Um solchen Missbrauchsfällen einen Riegel vorzuschieben, war von vorneherein das Challenge-Verfahren vorgesehen, ein Schiedsgerichtsverfahren, das dem formal Berechtigten jetzt zu seiner Domain verhelfen kann. Die Zweistufung des Verfahrens hat für die Vergabestelle Afilias den großen Vorteil, bei der Masse der Anträge nicht jeden Antrag einzeln prüfen zu müssen, sondern lediglich strittige Fälle an die Schiedsstelle WIPO (world intellectual property organization) zu verweisen. Weder Afilias noch die einzelnen Registrare waren gemäß ICANN- Abkommen zu einer Überprüfung der Sunrise-Anmeldungen verpflichtet. Zu recht kann daher das Challenge- oder Einspruchsverfahren auch als zweite .info-Vergaberunde bezeichnet werden, denn hier kommen nach einem entsprechenden Challenge-Antrag im Streitfalle die tatsächlich Berechtigten zum Zuge.

Hat also jemand die strengen Vergaberichtlinien der .info-Vergabestelle Afilias wissentlich oder auch unwissentlich bei Antrag auf Zuteilung der Domain nicht erfüllt, so kann ihm dies nun zum Verhängnis werden.

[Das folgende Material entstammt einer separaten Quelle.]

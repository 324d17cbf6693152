use std::error::Error;

use subway_server::config::ServerConfig;
use subway_server::fare::FareEngine;
use subway_server::network::StaticNetwork;
use subway_server::planner::SearchConfig;
use subway_server::web::{AppState, create_router};
use tracing::info;
use tracing_subscriber::EnvFilter;

#[tokio::main]
async fn main() -> Result<(), Box<dyn Error>> {
    tracing_subscriber::fmt()
        .with_env_filter(
            EnvFilter::try_from_default_env()
                .unwrap_or_else(|_| EnvFilter::new("subway_server=info,tower_http=info")),
        )
        .init();

    let config = ServerConfig::from_env()?;

    // Fail fast if the network is missing or malformed
    let network = StaticNetwork::load(&config.network_path)?;

    let state = AppState::new(network, SearchConfig::default(), FareEngine::default());
    let app = create_router(state);

    let listener = tokio::net::TcpListener::bind(config.addr).await?;
    info!(addr = %config.addr, "subway route planner listening");
    info!("GET /health                  - health check");
    info!("GET /paths                   - find and price a route");
    info!("GET /stations/:id/timetable  - departures at a station");

    axum::serve(listener, app).await?;
    Ok(())
}
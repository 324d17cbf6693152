//! Shortest-route search.
//!
//! Distance and duration queries run a single Dijkstra search over the
//! routing graph. Earliest-arrival queries enumerate simple paths in order
//! of increasing duration (Yen's algorithm), simulate the clock along each,
//! and keep the one that arrives first. Each line choice over parallel
//! sections is enumerated as its own candidate.

use chrono::NaiveDateTime;
use pathfinding::prelude::{dijkstra, yen};
use tracing::debug;

use crate::domain::{LineId, PathType, StationId};
use crate::graph::RoutingGraph;

use super::arrival::TimePaths;
use super::config::SearchConfig;
use super::result::PathResult;

/// Error from route search.
#[derive(Debug, Clone, PartialEq, Eq, thiserror::Error)]
pub enum SearchError {
    /// Source and target are the same station.
    #[error("source and target are the same station ({0})")]
    SameStation(StationId),

    /// Station is not a vertex of the routing graph.
    #[error("station {0} not found")]
    StationNotFound(StationId),

    /// No route joins the two stations.
    #[error("no route connects station {from} to station {to}")]
    Disconnected { from: StationId, to: StationId },

    /// Earliest-arrival search needs a departure time.
    #[error("earliest-arrival search requires a departure time")]
    MissingDepartureTime,
}

/// Request for route search.
#[derive(Debug, Clone, PartialEq, Eq)]
pub struct SearchRequest {
    pub source: StationId,
    pub target: StationId,
    /// Only read when the graph is weighted for earliest arrival.
    pub departure: Option<NaiveDateTime>,
}

impl SearchRequest {
    /// Create a new search request.
    pub fn new(source: StationId, target: StationId) -> Self {
        Self {
            source,
            target,
            departure: None,
        }
    }

    /// Set the departure time.
    pub fn departing_at(mut self, departure: NaiveDateTime) -> Self {
        self.departure = Some(departure);
        self
    }

    /// Validate the search request against a graph.
    ///
    /// The same-station check runs first and never touches the graph.
    pub fn validate(&self, graph: &RoutingGraph) -> Result<(), SearchError> {
        if self.source == self.target {
            return Err(SearchError::SameStation(self.source));
        }

        for station in [self.source, self.target] {
            if !graph.contains(station) {
                return Err(SearchError::StationNotFound(station));
            }
        }

        Ok(())
    }

    fn disconnected(&self) -> SearchError {
        SearchError::Disconnected {
            from: self.source,
            to: self.target,
        }
    }
}

/// A station reached on a given line; `line` is `None` only at the source.
///
/// Earliest-arrival candidates are enumerated over these states so that
/// riding a different line between the same stations is a different route.
#[derive(Debug, Clone, Copy, PartialEq, Eq, Hash)]
struct Boarding {
    station: StationId,
    line: Option<LineId>,
}

/// Route planner over one routing graph.
pub struct Planner<'a> {
    graph: &'a RoutingGraph,
    config: &'a SearchConfig,
}

impl<'a> Planner<'a> {
    /// Create a new planner.
    pub fn new(graph: &'a RoutingGraph, config: &'a SearchConfig) -> Self {
        Self { graph, config }
    }

    /// Search using the criterion the graph was built for.
    pub fn search(&self, request: &SearchRequest) -> Result<PathResult, SearchError> {
        match self.graph.path_type() {
            PathType::Distance | PathType::Duration => {
                self.shortest_path(request.source, request.target)
            }
            PathType::Arrival => {
                // Reject same-station queries before asking for a time.
                request.validate(self.graph)?;
                let departure = request
                    .departure
                    .ok_or(SearchError::MissingDepartureTime)?;
                self.earliest_arrival_path(request.source, request.target, departure)
            }
        }
    }

    /// Minimum-weight route between two stations.
    ///
    /// When several routes tie on weight any one of them may be returned;
    /// neighbour order is fixed, so the choice is stable for a given graph.
    pub fn shortest_path(
        &self,
        source: StationId,
        target: StationId,
    ) -> Result<PathResult, SearchError> {
        let request = SearchRequest::new(source, target);
        request.validate(self.graph)?;

        let graph = self.graph;
        let (stations, cost) = dijkstra(
            &source,
            |station| graph.neighbours(*station),
            |station| *station == target,
        )
        .ok_or_else(|| request.disconnected())?;

        let path = PathResult::resolve(graph, stations).ok_or_else(|| request.disconnected())?;

        debug!(
            %source,
            %target,
            path_type = %graph.path_type(),
            cost,
            stops = path.stations().len(),
            "found shortest path"
        );

        Ok(path)
    }

    /// Route with the earliest simulated arrival when leaving at `departure`.
    ///
    /// Candidates are enumerated shortest-duration first, up to
    /// [`SearchConfig::max_candidate_paths`]. Ties on arrival go to the
    /// shorter ride, then the shorter distance.
    pub fn earliest_arrival_path(
        &self,
        source: StationId,
        target: StationId,
        departure: NaiveDateTime,
    ) -> Result<PathResult, SearchError> {
        let request = SearchRequest::new(source, target).departing_at(departure);
        request.validate(self.graph)?;

        let graph = self.graph;
        let bound = self.config.max_candidate_paths;
        let start = Boarding {
            station: source,
            line: None,
        };
        let candidates = yen(
            &start,
            |at| {
                graph
                    .edges_from(at.station)
                    .into_iter()
                    .map(|(station, edge)| {
                        let next = Boarding {
                            station,
                            line: Some(edge.line),
                        };
                        (next, edge.duration)
                    })
                    .collect::<Vec<_>>()
            },
            |at| at.station == target,
            bound,
        );

        if candidates.len() >= bound {
            debug!(bound, "candidate enumeration reached its bound");
        }

        // Candidates that pass a station twice on different lines are dropped.
        let paths: Vec<PathResult> = candidates
            .into_iter()
            .filter_map(|(stops, _)| {
                let stations = stops.iter().map(|stop| stop.station).collect();
                let lines: Vec<LineId> = stops.iter().filter_map(|stop| stop.line).collect();
                PathResult::resolve_on_lines(graph, stations, &lines)
            })
            .collect();

        let time_paths = TimePaths::simulate(graph, paths, departure);
        debug!(
            %source,
            %target,
            %departure,
            candidates = time_paths.len(),
            "simulated candidate arrivals"
        );

        let fastest = time_paths
            .fastest_arrival()
            .ok_or_else(|| request.disconnected())?;

        debug!(
            arrival = %fastest.arrival(),
            stops = fastest.path().stations().len(),
            "selected earliest arrival"
        );

        Ok(fastest.into_path())
    }
}
//! Departure times at a single station.

use chrono::NaiveTime;

use crate::domain::{Line, LineId, StationId};
use crate::graph::{Direction, GraphError, LineRoute};

/// Departures from one station on one line.
#[derive(Debug, Clone, PartialEq, Eq)]
pub struct StationTimetable {
    pub line: LineId,
    pub line_name: String,
    /// Trains heading for the line's up terminus.
    pub towards_up: Vec<NaiveTime>,
    /// Trains heading for the line's down terminus.
    pub towards_down: Vec<NaiveTime>,
}

/// Departure times at `station` for every line serving it.
///
/// Lines without a timetable are listed with no departures. A station no
/// line serves yields an empty list.
///
/// # Errors
///
/// Fails if a line serving the station is malformed.
pub fn station_timetable(
    lines: &[Line],
    station: StationId,
) -> Result<Vec<StationTimetable>, GraphError> {
    lines
        .iter()
        .filter(|line| line.serves(station))
        .map(|line| -> Result<StationTimetable, GraphError> {
            let route = LineRoute::from_line(line)?;
            Ok(StationTimetable {
                line: route.id(),
                line_name: route.name().to_string(),
                towards_up: route.departures_from(station, Direction::Up),
                towards_down: route.departures_from(station, Direction::Down),
            })
        })
        .collect()
}
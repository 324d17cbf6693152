//! Routing graph construction.

use std::collections::{BTreeMap, HashMap};

use petgraph::graph::{DiGraph, NodeIndex};
use petgraph::visit::EdgeRef;
use tracing::debug;

use crate::domain::{Line, LineId, PathType, StationId};

use super::{GraphError, LineRoute};

/// One direction of travel over a section.
#[derive(Debug, Clone, Copy, PartialEq, Eq)]
pub struct SectionEdge {
    /// The line owning the underlying section.
    pub line: LineId,
    pub distance: u32,
    pub duration: u32,
}

impl SectionEdge {
    /// Edge weight under the given optimisation criterion.
    pub fn weight(&self, path_type: PathType) -> u32 {
        if path_type.weighs_duration() {
            self.duration
        } else {
            self.distance
        }
    }
}

/// Directed, weighted graph of the whole network for one request.
///
/// Vertices are station ids; every section contributes an edge in each
/// direction. Sections of different lines joining the same pair of stations
/// stay separate parallel edges.
#[derive(Debug, Clone)]
pub struct RoutingGraph {
    graph: DiGraph<StationId, SectionEdge>,
    nodes: HashMap<StationId, NodeIndex>,
    routes: HashMap<LineId, LineRoute>,
    path_type: PathType,
}

impl RoutingGraph {
    /// Build the graph from every line of the network.
    ///
    /// # Errors
    ///
    /// Fails with a [`GraphError`] if any line is malformed (see
    /// [`LineRoute::from_line`]) or two lines share an id.
    pub fn build(lines: &[Line], path_type: PathType) -> Result<Self, GraphError> {
        let mut built = Self {
            graph: DiGraph::new(),
            nodes: HashMap::new(),
            routes: HashMap::with_capacity(lines.len()),
            path_type,
        };

        for line in lines {
            let route = LineRoute::from_line(line)?;
            if built.routes.contains_key(&line.id) {
                return Err(GraphError::DuplicateLine { line: line.id });
            }

            for section in &line.sections {
                let up = built.add_or_get_station(section.up_station);
                let down = built.add_or_get_station(section.down_station);
                let edge = SectionEdge {
                    line: line.id,
                    distance: section.distance,
                    duration: section.duration,
                };
                built.graph.add_edge(up, down, edge);
                built.graph.add_edge(down, up, edge);
            }

            built.routes.insert(line.id, route);
        }

        debug!(
            stations = built.station_count(),
            edges = built.edge_count(),
            lines = built.routes.len(),
            %path_type,
            "built routing graph"
        );

        Ok(built)
    }

    fn add_or_get_station(&mut self, station: StationId) -> NodeIndex {
        if let Some(&index) = self.nodes.get(&station) {
            index
        } else {
            let index = self.graph.add_node(station);
            self.nodes.insert(station, index);
            index
        }
    }

    /// The criterion edge weights are taken from.
    pub fn path_type(&self) -> PathType {
        self.path_type
    }

    /// Returns true if the station appears in any section.
    pub fn contains(&self, station: StationId) -> bool {
        self.nodes.contains_key(&station)
    }

    pub fn station_count(&self) -> usize {
        self.graph.node_count()
    }

    pub fn edge_count(&self) -> usize {
        self.graph.edge_count()
    }

    /// Validated layout of a line.
    pub fn route(&self, line: LineId) -> Option<&LineRoute> {
        self.routes.get(&line)
    }

    /// Stations reachable in one hop, each with the cheapest edge weight.
    ///
    /// Sorted by station id so searches are reproducible.
    pub fn neighbours(&self, station: StationId) -> Vec<(StationId, u32)> {
        let Some(&index) = self.nodes.get(&station) else {
            return Vec::new();
        };

        let mut cheapest: BTreeMap<StationId, u32> = BTreeMap::new();
        for edge in self.graph.edges(index) {
            let weight = edge.weight().weight(self.path_type);
            cheapest
                .entry(self.graph[edge.target()])
                .and_modify(|w| *w = (*w).min(weight))
                .or_insert(weight);
        }
        cheapest.into_iter().collect()
    }

    /// Every edge leaving a station, paired with the station it reaches.
    ///
    /// Parallel sections are listed separately. Sorted by station id, then
    /// line id.
    pub fn edges_from(&self, station: StationId) -> Vec<(StationId, SectionEdge)> {
        let Some(&index) = self.nodes.get(&station) else {
            return Vec::new();
        };

        let mut edges: Vec<_> = self
            .graph
            .edges(index)
            .map(|edge| (self.graph[edge.target()], *edge.weight()))
            .collect();
        edges.sort_by_key(|(to, edge)| (*to, edge.line));
        edges
    }

    /// The edge of `line` joining two adjacent stations.
    pub fn edge_on_line(
        &self,
        from: StationId,
        to: StationId,
        line: LineId,
    ) -> Option<SectionEdge> {
        let from = *self.nodes.get(&from)?;
        let to = *self.nodes.get(&to)?;

        self.graph
            .edges_connecting(from, to)
            .map(|edge| *edge.weight())
            .find(|edge| edge.line == line)
    }

    /// The edge a route would ride between two adjacent stations.
    ///
    /// Among parallel edges this is the cheapest for the active weight, then
    /// the one on the line with the lower surcharge, then the lower line id.
    pub fn best_edge(&self, from: StationId, to: StationId) -> Option<SectionEdge> {
        let from = *self.nodes.get(&from)?;
        let to = *self.nodes.get(&to)?;

        self.graph
            .edges_connecting(from, to)
            .map(|edge| *edge.weight())
            .min_by_key(|edge| {
                let surcharge = self.route(edge.line).map_or(0, LineRoute::extra_fare);
                (edge.weight(self.path_type), surcharge, edge.line)
            })
    }
}
//! Fare policy constants.

use std::ops::Range;

/// A rider age bracket that pays a share of the fare above the deduction.
#[derive(Debug, Clone, PartialEq, Eq)]
pub struct AgeDiscount {
    /// Ages the bracket applies to, lower bound inclusive.
    pub ages: Range<u32>,
    /// Percentage of the fare (after deduction) that is still paid.
    pub percent_paid: u32,
}

impl AgeDiscount {
    pub fn new(ages: Range<u32>, percent_paid: u32) -> Self {
        Self { ages, percent_paid }
    }

    pub fn applies_to(&self, age: u32) -> bool {
        self.ages.contains(&age)
    }
}

/// Immutable fare configuration.
///
/// Distances are in kilometres, amounts in won.
#[derive(Debug, Clone, PartialEq, Eq)]
pub struct FarePolicy {
    /// Fare for any route up to `base_distance`.
    pub base_fare: u32,
    pub base_distance: u32,
    /// Upper bound of the middle tier.
    pub middle_limit: u32,
    /// Kilometres per step inside the middle tier.
    pub middle_step: u32,
    /// Kilometres per step beyond `middle_limit`.
    pub far_step: u32,
    /// Amount added per step.
    pub step_fare: u32,
    /// Amount deducted before an age discount is applied.
    pub age_deduction: u32,
    /// Checked in order; the first matching bracket wins.
    pub age_discounts: Vec<AgeDiscount>,
}

impl Default for FarePolicy {
    fn default() -> Self {
        Self {
            base_fare: 1250,
            base_distance: 10,
            middle_limit: 50,
            middle_step: 5,
            far_step: 8,
            step_fare: 100,
            age_deduction: 350,
            age_discounts: vec![AgeDiscount::new(6..13, 50), AgeDiscount::new(13..19, 80)],
        }
    }
}

impl FarePolicy {
    /// The discount bracket for an age, if any.
    pub fn discount_for(&self, age: u32) -> Option<&AgeDiscount> {
        self.age_discounts.iter().find(|d| d.applies_to(age))
    }
}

Denn einen Challenge-Antrag kann jeder stellen, unabhängig davon, ob man selbst eine Rechtsverletzung geltend machen kann oder lediglich aus freien Stücken gegen einen Domain-Inhaber vorgehen will (sog. Popularklagebefugnis).

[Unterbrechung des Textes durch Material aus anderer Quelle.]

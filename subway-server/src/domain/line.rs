//! Lines, their sections, and optional timetables.

use std::fmt;

use chrono::{Duration, NaiveDate, NaiveDateTime, NaiveTime};
use serde::{Deserialize, Serialize};

use super::StationId;
use super::time::hhmm;

/// Opaque identifier of a line.
#[derive(Clone, Copy, PartialEq, Eq, Hash, PartialOrd, Ord, Serialize, Deserialize)]
#[serde(transparent)]
pub struct LineId(pub u64);

impl fmt::Debug for LineId {
    fn fmt(&self, f: &mut fmt::Formatter<'_>) -> fmt::Result {
        write!(f, "LineId({})", self.0)
    }
}

impl fmt::Display for LineId {
    fn fmt(&self, f: &mut fmt::Formatter<'_>) -> fmt::Result {
        write!(f, "{}", self.0)
    }
}

/// A track segment between two adjacent stations on one line.
///
/// `up_station` and `down_station` only fix the orientation used when the
/// line's stations are laid out; trains run in both directions.
#[derive(Debug, Clone, PartialEq, Eq, Serialize, Deserialize)]
pub struct Section {
    pub up_station: StationId,
    pub down_station: StationId,
    /// Length in kilometres.
    pub distance: u32,
    /// Travel time in minutes.
    pub duration: u32,
}

impl Section {
    pub fn new(up_station: StationId, down_station: StationId, distance: u32, duration: u32) -> Self {
        Self {
            up_station,
            down_station,
            distance,
            duration,
        }
    }

    /// Returns true if the section touches the given station.
    pub fn touches(&self, station: StationId) -> bool {
        self.up_station == station || self.down_station == station
    }

    /// Returns the station at the other end, if `station` is one of the ends.
    pub fn other_end(&self, station: StationId) -> Option<StationId> {
        if self.up_station == station {
            Some(self.down_station)
        } else if self.down_station == station {
            Some(self.up_station)
        } else {
            None
        }
    }
}

/// Service pattern of a line: trains leave each terminus from
/// `first_departure` to `last_departure`, every `interval_mins` minutes.
#[derive(Debug, Clone, PartialEq, Eq, Serialize, Deserialize)]
pub struct Timetable {
    #[serde(with = "hhmm")]
    pub first_departure: NaiveTime,
    #[serde(with = "hhmm")]
    pub last_departure: NaiveTime,
    pub interval_mins: u32,
}

impl Timetable {
    pub fn new(first_departure: NaiveTime, last_departure: NaiveTime, interval_mins: u32) -> Self {
        Self {
            first_departure,
            last_departure,
            interval_mins,
        }
    }

    /// Returns true if the service window is well formed.
    pub fn is_valid(&self) -> bool {
        self.first_departure <= self.last_departure
    }

    /// Terminus departure times over one service day, in order.
    ///
    /// A zero interval means a single train per day.
    pub fn terminus_departures(&self) -> Vec<NaiveTime> {
        if !self.is_valid() {
            return Vec::new();
        }
        if self.interval_mins == 0 {
            return vec![self.first_departure];
        }

        let step = Duration::minutes(i64::from(self.interval_mins));
        let mut times = Vec::new();
        let mut current = self.first_departure;
        loop {
            times.push(current);
            let (next, wrapped) = current.overflowing_add_signed(step);
            if wrapped != 0 || next > self.last_departure {
                break;
            }
            current = next;
        }
        times
    }

    /// Earliest moment at or after `after` when a train passes a station
    /// reached `offset` after leaving the terminus.
    ///
    /// Returns `None` only for an invalid timetable.
    pub fn next_passing(&self, offset: Duration, after: NaiveDateTime) -> Option<NaiveDateTime> {
        if !self.is_valid() {
            return None;
        }

        let today = after.date();
        let days = [today.pred_opt(), Some(today), today.succ_opt()];

        days.into_iter()
            .flatten()
            .find_map(|day| self.passing_on(day, offset, after))
    }

    fn passing_on(
        &self,
        day: NaiveDate,
        offset: Duration,
        after: NaiveDateTime,
    ) -> Option<NaiveDateTime> {
        let first = day.and_time(self.first_departure) + offset;
        let last = day.and_time(self.last_departure) + offset;

        if last < after {
            return None;
        }
        if first >= after {
            return Some(first);
        }
        if self.interval_mins == 0 {
            return None;
        }

        let interval_secs = i64::from(self.interval_mins) * 60;
        let waited_secs = (after - first).num_seconds();
        let trains = (waited_secs + interval_secs - 1) / interval_secs;
        let passing = first + Duration::seconds(trains * interval_secs);

        (passing <= last).then_some(passing)
    }
}

/// A line: an ordered chain of sections plus a flat surcharge.
#[derive(Debug, Clone, PartialEq, Eq, Serialize, Deserialize)]
pub struct Line {
    pub id: LineId,
    pub name: String,
    /// Extra fare added when a route rides this line.
    #[serde(default)]
    pub extra_fare: u32,
    pub sections: Vec<Section>,
    #[serde(default, skip_serializing_if = "Option::is_none")]
    pub timetable: Option<Timetable>,
}

impl Line {
    /// Create a line without surcharge or timetable.
    pub fn new(id: LineId, name: impl Into<String>, sections: Vec<Section>) -> Self {
        Self {
            id,
            name: name.into(),
            extra_fare: 0,
            sections,
            timetable: None,
        }
    }

    /// Set the line's surcharge.
    pub fn with_extra_fare(mut self, extra_fare: u32) -> Self {
        self.extra_fare = extra_fare;
        self
    }

    /// Attach a timetable.
    pub fn with_timetable(mut self, timetable: Timetable) -> Self {
        self.timetable = Some(timetable);
        self
    }

    /// Returns true if any section of this line touches the station.
    pub fn serves(&self, station: StationId) -> bool {
        self.sections.iter().any(|s| s.touches(station))
    }
}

Das Challenge-Verfahren läuft in beiden Fällen folgendermaßen ab:

Sofern ein Challenger beantragt, eine bestimmte .info-Domain durch die WIPO überprüfen zu lassen, muss er mittels Kreditkarte US$ 295 an WIPO-Gerichtsgebühren als Vorkasse leisten und das von der WIPO vorgegebene, webbasierte Challenge-Formular ausgefüllt via Internet übermitteln. Eine Eingabe des Challenge-Antrages mittels Briefpost ist nicht möglich. Verfahrenssprache ist dabei ausschließlich Englisch. Anwaltszwang besteht nicht, anwaltliche Vertretung ist jedoch zulässig.

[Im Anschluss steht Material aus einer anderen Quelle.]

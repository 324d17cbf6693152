//! A line's sections laid out as one ordered chain of stations.
//!
//! Every line must be a simple path: no branches, no rings, no gaps. The
//! chain is stored from the up terminus to the down terminus together with
//! the cumulative running time, which is what timetable lookups need.

use std::collections::{HashMap, HashSet};

use chrono::{Duration, NaiveDateTime, NaiveTime};

use crate::domain::{Line, LineId, Section, StationId, Timetable};

use super::GraphError;

/// Direction of travel along a line.
#[derive(Debug, Clone, Copy, PartialEq, Eq, Hash)]
pub enum Direction {
    /// Towards the up terminus.
    Up,
    /// Towards the down terminus.
    Down,
}

/// Validated, ordered view of a single line.
#[derive(Debug, Clone)]
pub struct LineRoute {
    id: LineId,
    name: String,
    extra_fare: u32,
    /// Up terminus first.
    stations: Vec<StationId>,
    /// Minutes from the up terminus to each station, parallel to `stations`.
    offsets: Vec<u32>,
    timetable: Option<Timetable>,
}

impl LineRoute {
    /// Validate a line and lay its sections out in order.
    ///
    /// # Errors
    ///
    /// Returns a [`GraphError`] if the line has no sections, a section has a
    /// zero weight or loops on itself, the sections branch, close into a
    /// ring, or fall apart into more than one piece, or the timetable is
    /// inverted.
    pub fn from_line(line: &Line) -> Result<Self, GraphError> {
        let id = line.id;

        if line.sections.is_empty() {
            return Err(GraphError::EmptyLine { line: id });
        }

        for section in &line.sections {
            if section.distance == 0 || section.duration == 0 {
                return Err(GraphError::NonPositiveWeight {
                    line: id,
                    up: section.up_station,
                    down: section.down_station,
                });
            }
            if section.up_station == section.down_station {
                return Err(GraphError::SelfLoop {
                    line: id,
                    station: section.up_station,
                });
            }
        }

        if let Some(timetable) = &line.timetable
            && !timetable.is_valid()
        {
            return Err(GraphError::InvalidTimetable { line: id });
        }

        let adjacency = adjacency(&line.sections);

        let mut branching: Vec<StationId> = adjacency
            .iter()
            .filter(|(_, sections)| sections.len() > 2)
            .map(|(station, _)| *station)
            .collect();
        branching.sort();
        if let Some(&station) = branching.first() {
            return Err(GraphError::Branching { line: id, station });
        }

        let head = pick_head(&adjacency).ok_or(GraphError::Cycle { line: id })?;
        let (stations, offsets) = walk_chain(head, &adjacency);

        if stations.len() != adjacency.len() || stations.len() != line.sections.len() + 1 {
            return Err(GraphError::NotContiguous { line: id });
        }

        Ok(Self {
            id,
            name: line.name.clone(),
            extra_fare: line.extra_fare,
            stations,
            offsets,
            timetable: line.timetable.clone(),
        })
    }

    pub fn id(&self) -> LineId {
        self.id
    }

    pub fn name(&self) -> &str {
        &self.name
    }

    pub fn extra_fare(&self) -> u32 {
        self.extra_fare
    }

    /// Stations from the up terminus to the down terminus.
    pub fn stations(&self) -> &[StationId] {
        &self.stations
    }

    pub fn timetable(&self) -> Option<&Timetable> {
        self.timetable.as_ref()
    }

    /// Index of a station along the line.
    pub fn position(&self, station: StationId) -> Option<usize> {
        self.stations.iter().position(|s| *s == station)
    }

    /// Direction of travel when riding from `from` to `to`.
    pub fn direction(&self, from: StationId, to: StationId) -> Option<Direction> {
        let from = self.position(from)?;
        let to = self.position(to)?;
        match from.cmp(&to) {
            std::cmp::Ordering::Less => Some(Direction::Down),
            std::cmp::Ordering::Greater => Some(Direction::Up),
            std::cmp::Ordering::Equal => None,
        }
    }

    /// Running time from the terminus a train in `direction` starts at.
    pub fn offset_from_terminus(&self, station: StationId, direction: Direction) -> Option<Duration> {
        let idx = self.position(station)?;
        let minutes = match direction {
            Direction::Down => self.offsets[idx],
            Direction::Up => self.total_minutes() - self.offsets[idx],
        };
        Some(Duration::minutes(i64::from(minutes)))
    }

    /// Earliest time at or after `after` when a train leaves `from` heading
    /// towards `to`.
    ///
    /// Returns `None` when the line has no timetable, or either station is
    /// not on the line.
    pub fn next_departure(
        &self,
        from: StationId,
        to: StationId,
        after: NaiveDateTime,
    ) -> Option<NaiveDateTime> {
        let timetable = self.timetable.as_ref()?;
        let direction = self.direction(from, to)?;
        let offset = self.offset_from_terminus(from, direction)?;
        timetable.next_passing(offset, after)
    }

    /// Times of day at which trains leave `station` in `direction`.
    ///
    /// Empty at the terminus a direction ends at, and for lines without a
    /// timetable.
    pub fn departures_from(&self, station: StationId, direction: Direction) -> Vec<NaiveTime> {
        let Some(timetable) = &self.timetable else {
            return Vec::new();
        };
        let Some(idx) = self.position(station) else {
            return Vec::new();
        };
        let is_last_stop = match direction {
            Direction::Down => idx + 1 == self.stations.len(),
            Direction::Up => idx == 0,
        };
        if is_last_stop {
            return Vec::new();
        }
        let Some(offset) = self.offset_from_terminus(station, direction) else {
            return Vec::new();
        };

        timetable
            .terminus_departures()
            .into_iter()
            .map(|t| t.overflowing_add_signed(offset).0)
            .collect()
    }

    fn total_minutes(&self) -> u32 {
        self.offsets.last().copied().unwrap_or(0)
    }
}

type Adjacency<'a> = HashMap<StationId, Vec<(StationId, &'a Section)>>;

fn adjacency(sections: &[Section]) -> Adjacency<'_> {
    let mut adjacency: Adjacency<'_> = HashMap::new();
    for section in sections {
        adjacency
            .entry(section.up_station)
            .or_default()
            .push((section.down_station, section));
        adjacency
            .entry(section.down_station)
            .or_default()
            .push((section.up_station, section));
    }
    adjacency
}

/// Choose the up terminus: an end station that its section names as the up
/// side, falling back to the lowest station id.
fn pick_head(adjacency: &Adjacency<'_>) -> Option<StationId> {
    let mut ends: Vec<StationId> = adjacency
        .iter()
        .filter(|(_, sections)| sections.len() == 1)
        .map(|(station, _)| *station)
        .collect();
    ends.sort();

    let oriented = ends.iter().copied().find(|station| {
        adjacency
            .get(station)
            .and_then(|sections| sections.first())
            .is_some_and(|(_, section)| section.up_station == *station)
    });

    oriented.or_else(|| ends.first().copied())
}

fn walk_chain(head: StationId, adjacency: &Adjacency<'_>) -> (Vec<StationId>, Vec<u32>) {
    let mut stations = vec![head];
    let mut offsets = vec![0];
    let mut visited = HashSet::from([head]);
    let mut current = head;
    let mut elapsed = 0u32;

    while let Some((next, section)) = adjacency
        .get(&current)
        .and_then(|sections| sections.iter().find(|(n, _)| !visited.contains(n)))
    {
        elapsed += section.duration;
        visited.insert(*next);
        stations.push(*next);
        offsets.push(elapsed);
        current = *next;
    }

    (stations, offsets)
}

Zum Challenge-Formular: https://www3.wipo.int/sunrise/challenge.html

Im Anschluss daran wird der vorläufige .info-Domaininhaber zum Schiedsbeklagten, auch Respondent genannt, und von der WIPO aufgefordert binnen zehn Tage US$ 295 an Gerichtsgebühr zu leisten (durch Angabe der Kreditkartenverbindung) sowie innerhalb von 60 Tagen Markenrechtsnachweise einzuschicken. Als Markenrechtsnachweis zählt dabei allein die Originalmarkenurkunde des nationalen Markenamtes oder eine beglaubigte Kopie. Die Schriftstücke müssen dabei in englischer Sprache verfasst sein bzw. in beglaubigter Übersetzung ins Englische vorliegen. Kommt der Respondent dieser Aufforderung nicht fristgerecht nach, verliert er das Verfahren und damit seine eben erst zugeteilte Domain. Andernfalls überprüft die WIPO die eingegangenen Markenrechtsurkunden in bezug auf folgende Punkte:

(1) Ist der Domaininhaber identisch mit dem Markenrechtsinhaber?
(2) Ist das Markenrecht noch gültig und hat es (bundes-)staatliche Geltung?
(3) Trat das Markenrecht schon vor dem 2.Oktober 2000 in Kraft?
(4) Ist der Domain-Name identisch mit der eingetragenen Marke?

Erfüllt der Respondent auch nur eine der Bedingungen nicht, so verliert er das Verfahren und damit auch den Domain-Namen. Der Challenger kann dabei den Domain-Namen – sofern selbst Markeninhaber – auf sich selbst übertragen lassen („Transfer“) oder auf Löschung („Cancellation“) klagen. Hat der Challenger im Wege des Transferverfahrens die Domain erhalten, kann er jedoch selbst ebenfalls Beklagter eines Challenge-Verfahrens werden.

Zu beachten ist, dass alleiniger Prüfungsgegenstand im Challenge-Verfahren die o.g. vier Punkte darstellen, d.h. eine materiellrechtliche Prüfung findet nicht statt. Deshalb ist es auch irrelevant, ob jemand die älteren oder „besseren“ Markenrechte besitzt. Eine markenrechtliche Überprüfung würde der Zielsetzung des Challenge-Verfahrens, eine möglichst rasche und effiziente Domainstreitbeilegung zu gewährleisten, zuwiderlaufen.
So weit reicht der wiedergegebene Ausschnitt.